Me voy a referir por este motivo a algunos aspectos de la gestalt a modo de axiología conceptual.

¯ Un elemento crucial es el desarrollo de la conciencia desde la consciencia inmediata hasta los aspectos reflexivos, valorativos y de responsabilidad. Es de sobra conocido el trabajo gestáltico para el desarrollo de la consciencia al que se le ha dado el nombre de “darse cuenta”. Algunos lo han llamado meditación vipassana compartida y dialogada (aunque más bien sería un samatha por su sistemática).

¯ Más profunda es la práctica del “contínuum de consciencia”, más afín a la vipassana, en que la atención fluye y el practicante se mantiene en esa disposición de testigo como le llaman en las prácticas meditativas.

¯ A partir de aquí es posible entrar a otros aspectos como la consciencia del pensamiento dual y la integración de polaridades. Algunos lo han llamado taoismo terapéutico.

¯ Una versión particular de la integración de polaridades llevada al mundo intrapsíquico, es la integración de subaspectos de la personalidad, en el sentido de multiples yoes como plantean algunas tradiciones místicas y que implica por una parte la observación desapegada de esa dinámica interna y por otra la comprensión del ego como un proceso más que como una estructura fija.

¯ La comprensión de los procesos perceptivos de figura/fondo, así como de las experiencias vividas como ciclos de formación-cierre de gestalten, además de la ya citada percepción del ego como proceso, llevan a una clara comprensión de las leyes de impermanencia definidas en las tradiciones de conocimiento.

¯ La integración de polaridades, lleva a experiencias de vacío que son de profundidad variable. Se les ha llamado mini-satoris y en ciertos casos de integración global de la persona son auténticos estados de vacío fértil, y más adentro, llevan a la vacuidad.

¯ Afín a esta idea de integración, similar a las descritas por el budismo o el misticismo judaico, está la de indiferencia creativa proveniente de la filosofía europea. Un estado de percepción desapegada de los opuestos, que lleva a una libertad total del ser.

¯ El concepto bionergético de autorregulación organísmica ha tomado en la gestalt un sentido circunstancial y también trascendente ya que está ligado con la actitud elevada de entrega y abandono de uno mismo, con una fe implícita en la sabiduría de los procesos naturales y una total confianza en la vida. Actitud esta de rendición religiosa y de embriaguez de místicos.
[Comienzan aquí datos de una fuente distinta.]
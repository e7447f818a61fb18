use std::time::Duration;

use reqwest::header::{HeaderMap, CONTENT_TYPE, RETRY_AFTER};
use reqwest::{Client as ReqwestClient, Method, RequestBuilder, StatusCode};
use tracing::debug;

use crate::api::errors::ApiError;

/// Upper bound on the TCP/TLS connect phase.
///
/// The connect phase is bounded on its own; a longer per-request timeout
/// does not extend it. A connect-phase expiry is reported as "connection
/// timed out" with this bound in its details.
pub const DEFAULT_CONNECT_TIMEOUT: Duration = Duration::from_secs(10);

/// Fully-read HTTP response.
#[derive(Debug, Clone)]
pub struct RawResponse {
    pub status: StatusCode,
    pub content_type: Option<String>,
    /// `Retry-After` in seconds, when sent in delta-seconds form
    pub retry_after: Option<u64>,
    pub body: Vec<u8>,
}

/// Thin reqwest wrapper: one attempt per call, bounded by a timeout.
///
/// Retrying is the caller's decision; the transport retries only after a
/// token refresh.
#[derive(Clone, Debug)]
pub struct HttpClient {
    client: ReqwestClient,
    connect_timeout: Duration,
}

impl HttpClient {
    /// Start building a new HTTP client.
    pub fn builder() -> HttpClientBuilder {
        HttpClientBuilder::default()
    }

    /// Convenience constructor with default configuration.
    pub fn new() -> Result<Self, ApiError> {
        Self::builder().build()
    }

    /// Bound applied to the connect phase of every request.
    pub fn connect_timeout(&self) -> Duration {
        self.connect_timeout
    }

    /// Create a request builder using the underlying reqwest client.
    pub fn request<U>(&self, method: Method, url: U) -> RequestBuilder
    where
        U: reqwest::IntoUrl,
    {
        self.client.request(method, url)
    }

    /// Send the request and read the whole body within `timeout`.
    ///
    /// When the timer fires first the in-flight request is dropped.
    ///
    /// # Errors
    ///
    /// [`ApiError::Network`] for timeouts, connection failures and body read
    /// failures; [`ApiError::invalid_request`] if the request cannot be built.
    pub async fn execute(
        &self,
        builder: RequestBuilder,
        timeout: Duration,
    ) -> Result<RawResponse, ApiError> {
        let request = builder
            .build()
            .map_err(|err| ApiError::invalid_request(format!("Failed to build request: {err}")))?;

        let method = request.method().clone();
        let url = request.url().clone();
        debug!(%method, %url, ?timeout, "sending HTTP request");

        let exchange = async {
            let response = self.client.execute(request).await?;
            let status = response.status();
            let headers = response.headers().clone();
            let body = response.bytes().await?;
            Ok::<_, reqwest::Error>((status, headers, body))
        };

        let (status, headers, body) = match tokio::time::timeout(timeout, exchange).await {
            Ok(Ok(parts)) => parts,
            Ok(Err(err)) => {
                debug!(%method, %url, error = %err, "HTTP request failed");
                return Err(self.map_reqwest_error(&err, timeout));
            }
            Err(_) => {
                debug!(%method, %url, "HTTP request timed out");
                return Err(ApiError::timeout(timeout));
            }
        };

        debug!(%method, %url, %status, bytes = body.len(), "received HTTP response");

        Ok(RawResponse {
            status,
            content_type: header_str(&headers, CONTENT_TYPE.as_str()),
            retry_after: header_str(&headers, RETRY_AFTER.as_str())
                .and_then(|value| value.trim().parse().ok()),
            body: body.to_vec(),
        })
    }
}

/// Builder for [`HttpClient`].
#[derive(Debug, Default)]
pub struct HttpClientBuilder {
    user_agent: Option<String>,
    connect_timeout: Option<Duration>,
}

impl HttpClientBuilder {
    pub fn user_agent(mut self, agent: impl Into<String>) -> Self {
        self.user_agent = Some(agent.into());
        self
    }

    pub fn connect_timeout(mut self, timeout: Duration) -> Self {
        self.connect_timeout = Some(timeout);
        self
    }

    pub fn build(self) -> Result<HttpClient, ApiError> {
        let connect_timeout = self.connect_timeout.unwrap_or(DEFAULT_CONNECT_TIMEOUT);
        let mut builder = ReqwestClient::builder().connect_timeout(connect_timeout).no_proxy();

        if let Some(agent) = self.user_agent {
            builder = builder.user_agent(agent);
        }

        let client = builder
            .build()
            .map_err(|err| ApiError::config(format!("Failed to build HTTP client: {err}")))?;

        Ok(HttpClient { client, connect_timeout })
    }
}

fn header_str(headers: &HeaderMap, name: &str) -> Option<String> {
    headers.get(name).and_then(|value| value.to_str().ok()).map(str::to_string)
}

impl HttpClient {
    fn map_reqwest_error(&self, err: &reqwest::Error, timeout: Duration) -> ApiError {
        match (err.is_connect(), err.is_timeout()) {
            (true, true) => ApiError::connect_timeout(self.connect_timeout),
            (false, true) => ApiError::timeout(timeout),
            (true, false) => ApiError::network(format!("connection failed: {err}")),
            (false, false) => ApiError::network(err.to_string()),
        }
    }
}
//! Bearer token claims
//!
//! Claims are only ever produced by decoding a token on the client. They are
//! never signed or verified here and must not be used for trust decisions.

use serde::de::IgnoredAny;
use serde::{Deserialize, Deserializer, Serialize};
#[cfg(feature = "ts-gen")]
use ts_rs::TS;

/// Decoded payload of a compact bearer token.
///
/// `exp` is the only required claim. Every other claim is read leniently:
/// `null` or a value of the wrong shape falls back to empty, and numeric ids
/// are stringified, so a live token never fails to decode over a side claim.
#[derive(Debug, Clone, PartialEq, Eq, Serialize, Deserialize)]
#[cfg_attr(feature = "ts-gen", derive(TS))]
#[cfg_attr(feature = "ts-gen", ts(export))]
pub struct TokenClaims {
    /// Subject (user id)
    #[serde(default, deserialize_with = "lenient_string")]
    pub sub: String,
    #[serde(default, deserialize_with = "lenient_string")]
    pub email: String,
    #[serde(default, deserialize_with = "lenient_string")]
    pub role: String,
    /// Granted permissions, in issuer order
    #[serde(default, deserialize_with = "one_or_many")]
    pub permissions: Vec<String>,
    #[serde(default, deserialize_with = "lenient_opt_string", skip_serializing_if = "Option::is_none")]
    pub iss: Option<String>,
    /// Audience; accepts either a single string or a list on the wire
    #[serde(default, deserialize_with = "one_or_many", skip_serializing_if = "Vec::is_empty")]
    pub aud: Vec<String>,
    /// Issued-at, seconds since the Unix epoch
    #[serde(default, deserialize_with = "lenient_timestamp", skip_serializing_if = "Option::is_none")]
    #[cfg_attr(feature = "ts-gen", ts(type = "number | null"))]
    pub iat: Option<i64>,
    /// Expires-at, seconds since the Unix epoch
    #[cfg_attr(feature = "ts-gen", ts(type = "number"))]
    pub exp: i64,
}

impl TokenClaims {
    /// Project the identity-bearing claims into a [`Principal`].
    #[must_use]
    pub fn principal(&self) -> Principal {
        Principal {
            id: self.sub.clone(),
            email: self.email.clone(),
            role: self.role.clone(),
            permissions: self.permissions.clone(),
        }
    }

    /// Whether the claims grant `permission`.
    #[must_use]
    pub fn has_permission(&self, permission: &str) -> bool {
        self.permissions.iter().any(|p| p == permission)
    }
}

/// The authenticated user as seen from token claims.
#[derive(Debug, Clone, PartialEq, Eq, Serialize, Deserialize)]
#[cfg_attr(feature = "ts-gen", derive(TS))]
#[cfg_attr(feature = "ts-gen", ts(export))]
pub struct Principal {
    pub id: String,
    pub email: String,
    pub role: String,
    pub permissions: Vec<String>,
}

/// Any JSON value; only strings and numbers carry text.
#[derive(Deserialize)]
#[serde(untagged)]
enum Scalar {
    Text(String),
    Int(i64),
    Float(f64),
    Other(IgnoredAny),
}

impl Scalar {
    fn into_text(self) -> Option<String> {
        match self {
            Self::Text(text) => Some(text),
            Self::Int(number) => Some(number.to_string()),
            Self::Float(number) => Some(number.to_string()),
            Self::Other(_) => None,
        }
    }
}

fn lenient_opt_string<'de, D>(deserializer: D) -> Result<Option<String>, D::Error>
where
    D: Deserializer<'de>,
{
    Ok(Option::<Scalar>::deserialize(deserializer)?.and_then(Scalar::into_text))
}

fn lenient_string<'de, D>(deserializer: D) -> Result<String, D::Error>
where
    D: Deserializer<'de>,
{
    Ok(lenient_opt_string(deserializer)?.unwrap_or_default())
}

#[allow(clippy::cast_possible_truncation)]
fn lenient_timestamp<'de, D>(deserializer: D) -> Result<Option<i64>, D::Error>
where
    D: Deserializer<'de>,
{
    Ok(match Option::<Scalar>::deserialize(deserializer)? {
        Some(Scalar::Int(seconds)) => Some(seconds),
        Some(Scalar::Float(seconds)) if seconds.is_finite() => Some(seconds as i64),
        Some(Scalar::Text(text)) => text.trim().parse().ok(),
        _ => None,
    })
}

/// A single value or a list; non-text items are dropped.
fn one_or_many<'de, D>(deserializer: D) -> Result<Vec<String>, D::Error>
where
    D: Deserializer<'de>,
{
    #[derive(Deserialize)]
    #[serde(untagged)]
    enum OneOrMany {
        Many(Vec<Scalar>),
        One(Scalar),
    }

    Ok(match Option::<OneOrMany>::deserialize(deserializer)? {
        Some(OneOrMany::One(value)) => value.into_text().into_iter().collect(),
        Some(OneOrMany::Many(values)) => values.into_iter().filter_map(Scalar::into_text).collect(),
        None => Vec::new(),
    })
}
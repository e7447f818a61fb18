//! # Tanda Domain
//!
//! Data types shared by every Tanda SDK crate.
//!
//! This crate contains:
//! - Token claims and the principal projected from them
//! - Client configuration structures
//! - Domain error types and Result definitions
//! - SDK-wide constants
//!
//! ## Architecture
//! - No dependencies on other Tanda crates
//! - No I/O, only data structures and their invariants

pub mod constants;
pub mod errors;
pub mod types;

// Re-export commonly used items
pub use errors::*;
pub use types::*;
¯ Ver la vida en sus diferentes esferas, abarcativas e integradoras, con un sentido de evolución hacias las más altas, puras o luminosas, ha formado parte de la sabiduría esotérica, de la elevación mística, y de las ciencias holonómicas. Este movimiento evolutivo hacia la totalidad, hacia el campo unificado le llega a la gestalt de las teorías neurofisiológicas y de la filosofía del holismo de principios del s XX.

¯ Finalmente quiero referirme a lo que diferencia la terapia de otras prácticas de crecimiento que se realizan de manera individual o privada. Es la dimensión del encuentro que la gestalt toma de la filosofía buberiana del yo-tú y que define esa otra dimensión que está precisamente en la relación que abarca y trasciende a los individuos. Los teóricos transpersonales están empezando a considerarla ahora.

Es por todo lo expuesto que más que gestalt transpersonal prefiero la idea de dimensión transpersonal de la terapia gestalt.